In March, Nike, for the first time in five years, missed analysts’ expectations and its stock plummeted more than nine percent on a single day. The company couldn’t achieve the margins it wanted because of the high costs of making and shipping its shoes and clothes.
In a move that didn’t get much response from consumers at the time, Nike said that to solve this, they would pass on the costs at retail.
Nike said it would increase charges for most products by 5.2 percent because of the cost of cotton and rubber.

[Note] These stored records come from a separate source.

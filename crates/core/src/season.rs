use tracing::warn;

/// a titled, ordered group of episode urls as shown on the listing page.
#[derive(Debug, Clone, PartialEq, Eq)]
pub struct Season {
    pub title: String,
    pub episodes: Vec<String>,
}

impl Season {
    pub fn new(title: impl Into<String>) -> Self {
        Self {
            title: title.into(),
            episodes: Vec::new(),
        }
    }
}

/// raw episode link paired with the marker used to detect season boundaries.
#[derive(Debug, Clone, PartialEq, Eq)]
pub struct EpisodeLink {
    pub url: String,
    pub marker: String,
}

impl EpisodeLink {
    pub fn new(url: impl Into<String>, marker: impl Into<String>) -> Self {
        Self {
            url: url.into(),
            marker: marker.into(),
        }
    }
}

/// counts the contiguous runs of equal markers in `links`.
pub fn count_marker_groups(links: &[EpisodeLink]) -> usize {
    links
        .iter()
        .fold((None::<&str>, 0usize), |(previous, groups), link| {
            if previous == Some(link.marker.as_str()) {
                (previous, groups)
            } else {
                (Some(link.marker.as_str()), groups + 1)
            }
        })
        .1
}

/// partitions `links` into seasons by marker changes.
///
/// a link whose marker differs from the previous link's marker opens the next
/// season. with no `season_titles` a single season titled `anime_title` takes
/// every link. groups beyond the last title are folded into the last season.
pub fn group_episodes(
    links: Vec<EpisodeLink>,
    season_titles: Vec<String>,
    anime_title: &str,
) -> Vec<Season> {
    let seasons: Vec<Season> = if season_titles.is_empty() {
        vec![Season::new(anime_title)]
    } else {
        season_titles.into_iter().map(Season::new).collect()
    };

    let groups = count_marker_groups(&links);
    if groups > seasons.len() {
        warn!(
            groups,
            seasons = seasons.len(),
            "more episode groups than seasons; extra groups go to the last season"
        );
    }

    let last = seasons.len() - 1;
    let (seasons, _) = links.into_iter().fold(
        (seasons, None::<(String, usize)>),
        |(mut seasons, state), link| {
            let (marker, index) = match state {
                Some((marker, index)) if marker == link.marker => (marker, index),
                Some((_, index)) => (link.marker, index + 1),
                None => (link.marker, 0),
            };
            seasons[index.min(last)].episodes.push(link.url);
            (seasons, Some((marker, index)))
        },
    );

    seasons
}

#[cfg(test)]
mod tests {
    use super::*;

    fn links(markers: &[&str]) -> Vec<EpisodeLink> {
        markers
            .iter()
            .enumerate()
            .map(|(i, marker)| EpisodeLink::new(format!("/ep-{}.html", i + 1), *marker))
            .collect()
    }

    fn titles(names: &[&str]) -> Vec<String> {
        names.iter().map(|name| name.to_string()).collect()
    }

    #[test]
    fn splits_on_marker_change() {
        let seasons = group_episodes(links(&["a", "a", "b", "b", "b"]), titles(&["S1", "S2"]), "Show");
        assert_eq!(seasons.len(), 2);
        assert_eq!(seasons[0].title, "S1");
        assert_eq!(seasons[0].episodes, vec!["/ep-1.html", "/ep-2.html"]);
        assert_eq!(seasons[1].episodes, vec!["/ep-3.html", "/ep-4.html", "/ep-5.html"]);
    }

    #[test]
    fn alternating_markers_only_need_to_differ_from_neighbour() {
        let seasons = group_episodes(
            links(&["black", "green", "green", "black"]),
            titles(&["S1", "S2", "S3"]),
            "Show",
        );
        assert_eq!(seasons[0].episodes.len(), 1);
        assert_eq!(seasons[1].episodes.len(), 2);
        assert_eq!(seasons[2].episodes, vec!["/ep-4.html"]);
    }

    #[test]
    fn extra_groups_are_clamped_into_last_season() {
        let input = links(&["A", "A", "A", "B", "B", "C"]);
        assert_eq!(count_marker_groups(&input), 3);

        let seasons = group_episodes(input, titles(&["S1", "S2"]), "Show");
        assert_eq!(seasons.len(), 2);
        assert_eq!(seasons[0].episodes.len(), 3);
        assert_eq!(
            seasons[1].episodes,
            vec!["/ep-4.html", "/ep-5.html", "/ep-6.html"]
        );
    }

    #[test]
    fn without_titles_everything_lands_in_one_season() {
        let seasons = group_episodes(links(&["x", "y", "x", "z"]), Vec::new(), "Baki");
        assert_eq!(seasons.len(), 1);
        assert_eq!(seasons[0].title, "Baki");
        assert_eq!(
            seasons[0].episodes,
            vec!["/ep-1.html", "/ep-2.html", "/ep-3.html", "/ep-4.html"]
        );
    }

    #[test]
    fn missing_groups_leave_trailing_seasons_empty() {
        let seasons = group_episodes(links(&["a", "a"]), titles(&["S1", "S2"]), "Show");
        assert_eq!(seasons[0].episodes.len(), 2);
        assert!(seasons[1].episodes.is_empty());
    }

    #[test]
    fn no_links_yields_empty_seasons() {
        assert_eq!(count_marker_groups(&[]), 0);
        let seasons = group_episodes(Vec::new(), titles(&["S1"]), "Show");
        assert_eq!(seasons, vec![Season::new("S1")]);
    }
}
use std::path::PathBuf;

use clap::Args;
use jutsu::prelude::*;

use crate::constants::DEFAULT_OUTPUT_DIR;

#[derive(Debug, Clone, Args)]
pub struct AppArgs {
    /// Logging verbosity (error, warn, info, debug)
    #[arg(long, default_value = "info")]
    pub log_level: String,

    /// Use interactive prompts to edit arguments before execution
    #[arg(short, long)]
    pub interactive: bool,
}

#[derive(Debug, Clone, Args)]
pub struct ListArgs {
    /// jut.su show url or slug (e.g. https://jut.su/baki/)
    #[arg(short, long)]
    pub url: Option<String>,

    /// Pause between two requests, in milliseconds
    #[arg(long, default_value_t = 1000)]
    pub delay_ms: u64,

    /// User agent sent to jut.su (defaults to ScraperBot/1.0)
    #[arg(long, env = "JUTSU_USER_AGENT")]
    pub user_agent: Option<String>,

    #[command(flatten)]
    pub app_args: AppArgs,
}

#[derive(Debug, Clone, Args)]
pub struct RangeArgs {
    /// First season to download (1-indexed)
    #[arg(long)]
    pub season_from: Option<u32>,

    /// First episode of the first season to download (1-indexed)
    #[arg(long)]
    pub episode_from: Option<u32>,

    /// Last season to download
    #[arg(long)]
    pub season_to: Option<u32>,

    /// Last episode of the last season to download
    #[arg(long)]
    pub episode_to: Option<u32>,
}

impl RangeArgs {
    pub fn selector(&self) -> Result<RangeSelector> {
        RangeSelector::new(
            self.season_from.unwrap_or(1),
            self.episode_from.unwrap_or(1),
            self.season_to,
            self.episode_to,
        )
        .map_err(|err| JutsuError::Message(err.to_string()))
    }
}

#[derive(Debug, Clone, Args)]
pub struct DownloadArgs {
    /// Output directory for downloaded shows
    #[arg(short, long, default_value = DEFAULT_OUTPUT_DIR)]
    pub dir: PathBuf,

    #[command(flatten)]
    pub range: RangeArgs,

    #[command(flatten)]
    pub list: ListArgs,
}

#[derive(Debug, Clone)]
pub struct RuntimeArgs {
    pub url: String,
    pub selector: RangeSelector,
}

impl RuntimeArgs {
    pub fn new(url: String, selector: RangeSelector) -> Self {
        Self { url, selector }
    }
}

This was the easiest thing for Nike to do instead of make its supply chain leaner or change the materials it uses. It was also perhaps the best thing to do since Nike isn’t a value brand. It’s consumers, it is believed, won’t budge if a shoe that sells for $160 now sells for $170.
But since that day in March, some of the biggest costs Nike had have plummeted. Rubber in March cost $2.45 per pound. Today, it was down to $1.48 per pound. In March, cotton was at an all-time high of $2.29 a pound. Today? It’s at 87 cents a pound, its lowest price since March 2010.
Labor costs are generally higher, but Nike has managed to move from country to country to get the best bang for its buck. Over time, Nike has shifted its manufacturing from Japan to Taiwan to the Philippines to China. And in 2010, Vietnam replaced China as the top producer of its shoes for this very reason. Out-of-control inflation might one day push the company out of Vietnam as well.
The cost that hasn’t gotten any cheaper since March is shipping. The Baltic Dry Index, which tracks worldwide international shipping prices of various dry bulk cargo, was 1,533 on the day Nike’s earnings disappointed in March. Today, that number is 23 percent higher (1,885).
Nike felt like it had to raise prices because it gets commitment with retailers on timetables that are generally a year in advance. In reality, the cost of making a product isn’t what it is at the time the shoe or shirt is in the store, it’s when the company is making it.
So the question is this: If Nike finds that it can pass on the cost to the retailer and consumer now, in a tough economy, would the company keep the prices as high when the costs come down?